# Records shown
===============

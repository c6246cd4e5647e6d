//! Elevation-based veto of spurious water detections.
//!
//! Spectral thresholding cannot tell water from flat low-reflectance
//! surfaces (terrain shadow, tarmac); terrain well above the reservoir's
//! historical elevation band cannot hold its water, so detections there
//! are vetoed and the extent re-vectorized.

use geo::{Geometry, MultiPolygon, Polygon};
use ndarray::Array2;

use crate::core::extent::{self, PixelTransform};
use crate::types::{GeoFrame, Mask, Raster};

/// Default elevation margin above the nominal-footprint mean, meters.
pub const DEFAULT_DEM_THRESHOLD: f32 = 15.0;

/// Apply the elevation veto to a measured extent and re-vectorize.
///
/// Cells of the current extent whose elevation exceeds the mean over the
/// nominal footprint by more than `threshold` are dropped, except cells
/// of the nominal footprint itself, which are never vetoed (DEM noise
/// near the known shoreline must not eat the historical extent).
pub fn apply(
    dem: &Raster,
    nominal: &MultiPolygon<f64>,
    current: &Geometry<f64>,
    frame: &GeoFrame,
    threshold: f32,
    simplify: bool,
) -> Geometry<f64> {
    let (rows, cols) = dem.dim();
    let transform = PixelTransform::from_frame(frame, rows, cols);

    let nominal_fp = rasterize(&Geometry::MultiPolygon(nominal.clone()), &transform, rows, cols);
    let current_fp = rasterize(current, &transform, rows, cols);

    let vetoed = veto_mask(dem, &nominal_fp, &current_fp, threshold);
    log::debug!(
        "elevation veto kept {} of {} water cells",
        vetoed.iter().filter(|&&v| v).count(),
        current_fp.iter().filter(|&&v| v).count()
    );

    extent::extract(&vetoed, nominal, frame, simplify)
}

/// Current-footprint cells restricted to plausible water elevations.
///
/// Guarantees `veto_mask(..) ⊆ current_fp` and
/// `nominal_fp ∩ current_fp ⊆ veto_mask(..)`.
pub fn veto_mask(dem: &Raster, nominal_fp: &Mask, current_fp: &Mask, threshold: f32) -> Mask {
    let (rows, cols) = dem.dim();

    let mut sum = 0.0f64;
    let mut count = 0usize;
    for (idx, &inside) in nominal_fp.indexed_iter() {
        let v = dem[idx];
        if inside && v.is_finite() {
            sum += v as f64;
            count += 1;
        }
    }

    // empty or fully-undefined footprint: no elevation is plausible
    // beyond the footprint itself
    let ceiling = if count > 0 {
        (sum / count as f64) as f32 + threshold
    } else {
        f32::NAN
    };

    Array2::from_shape_fn((rows, cols), |idx| {
        // NaN elevations fail the comparison and survive only inside
        // the nominal footprint
        current_fp[idx] && (dem[idx] < ceiling || nominal_fp[idx])
    })
}

/// Burn a polygonal geometry into a boolean footprint: a cell is set
/// when its center falls inside the geometry (even-odd rule).
///
/// Point and line geometries have no interior and burn nothing.
pub fn rasterize(
    geometry: &Geometry<f64>,
    transform: &PixelTransform,
    rows: usize,
    cols: usize,
) -> Mask {
    let polygons: Vec<&Polygon<f64>> = match geometry {
        Geometry::Polygon(p) => vec![p],
        Geometry::MultiPolygon(mp) => mp.0.iter().collect(),
        _ => Vec::new(),
    };

    let mut mask = Mask::from_elem((rows, cols), false);
    if polygons.is_empty() {
        return mask;
    }

    let origin_lon = transform.world(0.0, 0.0).0;
    let pixel_width = transform.world(1.0, 0.0).0 - origin_lon;

    for r in 0..rows {
        let (_, y) = transform.pixel_center(r, 0);

        // even-odd scanline: x positions where ring segments cross this row
        let mut crossings: Vec<f64> = Vec::new();
        for polygon in &polygons {
            for ring in std::iter::once(polygon.exterior()).chain(polygon.interiors()) {
                let pts = &ring.0;
                for w in pts.windows(2) {
                    let (x0, y0) = (w[0].x, w[0].y);
                    let (x1, y1) = (w[1].x, w[1].y);
                    if (y0 > y) != (y1 > y) {
                        crossings.push(x0 + (y - y0) / (y1 - y0) * (x1 - x0));
                    }
                }
            }
        }

        crossings.sort_by(|a, b| a.partial_cmp(b).expect("finite crossings"));

        for pair in crossings.chunks_exact(2) {
            // strictly-interior pixel centers between the crossing pair
            let c_first = ((pair[0] - origin_lon) / pixel_width - 0.5).floor() as i64 + 1;
            let c_last = ((pair[1] - origin_lon) / pixel_width - 0.5).ceil() as i64 - 1;
            let c_first = c_first.max(0);
            let c_last = c_last.min(cols as i64 - 1);
            for c in c_first..=c_last {
                mask[[r, c as usize]] = true;
            }
        }
    }

    mask
}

===============

# Directions
What is needed is an exact, complete copy of the entries above.

# Finished task
repository c6246cd4e5647e6d
//! Elevation-based veto of spurious water detections.
//!
//! Spectral thresholding cannot tell water from flat low-reflectance
//! surfaces (terrain shadow, tarmac); terrain well above the reservoir's
//! historical elevation band cannot hold its water, so detections there
//! are vetoed and the extent re-vectorized.

use geo::{Geometry, MultiPolygon, Polygon};
use ndarray::Array2;

use crate::core::extent::{self, PixelTransform};
use crate::types::{GeoFrame, Mask, Raster};

/// Default elevation margin above the nominal-footprint mean, meters.
pub const DEFAULT_DEM_THRESHOLD: f32 = 15.0;

/// Apply the elevation veto to a measured extent and re-vectorize.
///
/// Cells of the current extent whose elevation exceeds the mean over the
/// nominal footprint by more than `threshold` are dropped, except cells
/// of the nominal footprint itself, which are never vetoed (DEM noise
/// near the known shoreline must not eat the historical extent).
pub fn apply(
    dem: &Raster,
    nominal: &MultiPolygon<f64>,
    current: &Geometry<f64>,
    frame: &GeoFrame,
    threshold: f32,
    simplify: bool,
) -> Geometry<f64> {
    let (rows, cols) = dem.dim();
    let transform = PixelTransform::from_frame(frame, rows, cols);

    let nominal_fp = rasterize(&Geometry::MultiPolygon(nominal.clone()), &transform, rows, cols);
    let current_fp = rasterize(current, &transform, rows, cols);

    let vetoed = veto_mask(dem, &nominal_fp, &current_fp, threshold);
    log::debug!(
        "elevation veto kept {} of {} water cells",
        vetoed.iter().filter(|&&v| v).count(),
        current_fp.iter().filter(|&&v| v).count()
    );

    extent::extract(&vetoed, nominal, frame, simplify)
}

/// Current-footprint cells restricted to plausible water elevations.
///
/// Guarantees `veto_mask(..) ⊆ current_fp` and
/// `nominal_fp ∩ current_fp ⊆ veto_mask(..)`.
pub fn veto_mask(dem: &Raster, nominal_fp: &Mask, current_fp: &Mask, threshold: f32) -> Mask {
    let (rows, cols) = dem.dim();

    let mut sum = 0.0f64;
    let mut count = 0usize;
    for (idx, &inside) in nominal_fp.indexed_iter() {
        let v = dem[idx];
        if inside && v.is_finite() {
            sum += v as f64;
            count += 1;
        }
    }

    // empty or fully-undefined footprint: no elevation is plausible
    // beyond the footprint itself
    let ceiling = if count > 0 {
        (sum / count as f64) as f32 + threshold
    } else {
        f32::NAN
    };

    Array2::from_shape_fn((rows, cols), |idx| {
        // NaN elevations fail the comparison and survive only inside
        // the nominal footprint
        current_fp[idx] && (dem[idx] < ceiling || nominal_fp[idx])
    })
}

/// Burn a polygonal geometry into a boolean footprint: a cell is set
/// when its center falls inside the geometry (even-odd rule).
///
/// Point and line geometries have no interior and burn nothing.
pub fn rasterize(
    geometry: &Geometry<f64>,
    transform: &PixelTransform,
    rows: usize,
    cols: usize,
) -> Mask {
    let polygons: Vec<&Polygon<f64>> = match geometry {
        Geometry::Polygon(p) => vec![p],
        Geometry::MultiPolygon(mp) => mp.0.iter().collect(),
        _ => Vec::new(),
    };

    let mut mask = Mask::from_elem((rows, cols), false);
    if polygons.is_empty() {
        return mask;
    }

    let origin_lon = transform.world(0.0, 0.0).0;
    let pixel_width = transform.world(1.0, 0.0).0 - origin_lon;

    for r in 0..rows {
        let (_, y) = transform.pixel_center(r, 0);

        // even-odd scanline: x positions where ring segments cross this row
        let mut crossings: Vec<f64> = Vec::new();
        for polygon in &polygons {
            for ring in std::iter::once(polygon.exterior()).chain(polygon.interiors()) {
                let pts = &ring.0;
                for w in pts.windows(2) {
                    let (x0, y0) = (w[0].x, w[0].y);
                    let (x1, y1) = (w[1].x, w[1].y);
                    if (y0 > y) != (y1 > y) {
                        crossings.push(x0 + (y - y0) / (y1 - y0) * (x1 - x0));
                    }
                }
            }
        }

        crossings.sort_by(|a, b| a.partial_cmp(b).expect("finite crossings"));

        for pair in crossings.chunks_exact(2) {
            // strictly-interior pixel centers between the crossing pair
            let c_first = ((pair[0] - origin_lon) / pixel_width - 0.5).floor() as i64 + 1;
            let c_last = ((pair[1] - origin_lon) / pixel_width - 0.5).ceil() as i64 - 1;
            let c_first = c_first.max(0);
            let c_last = c_last.min(cols as i64 - 1);
            for c in c_first..=c_last {
                mask[[r, c as usize]] = true;
            }
        }
    }

    mask
}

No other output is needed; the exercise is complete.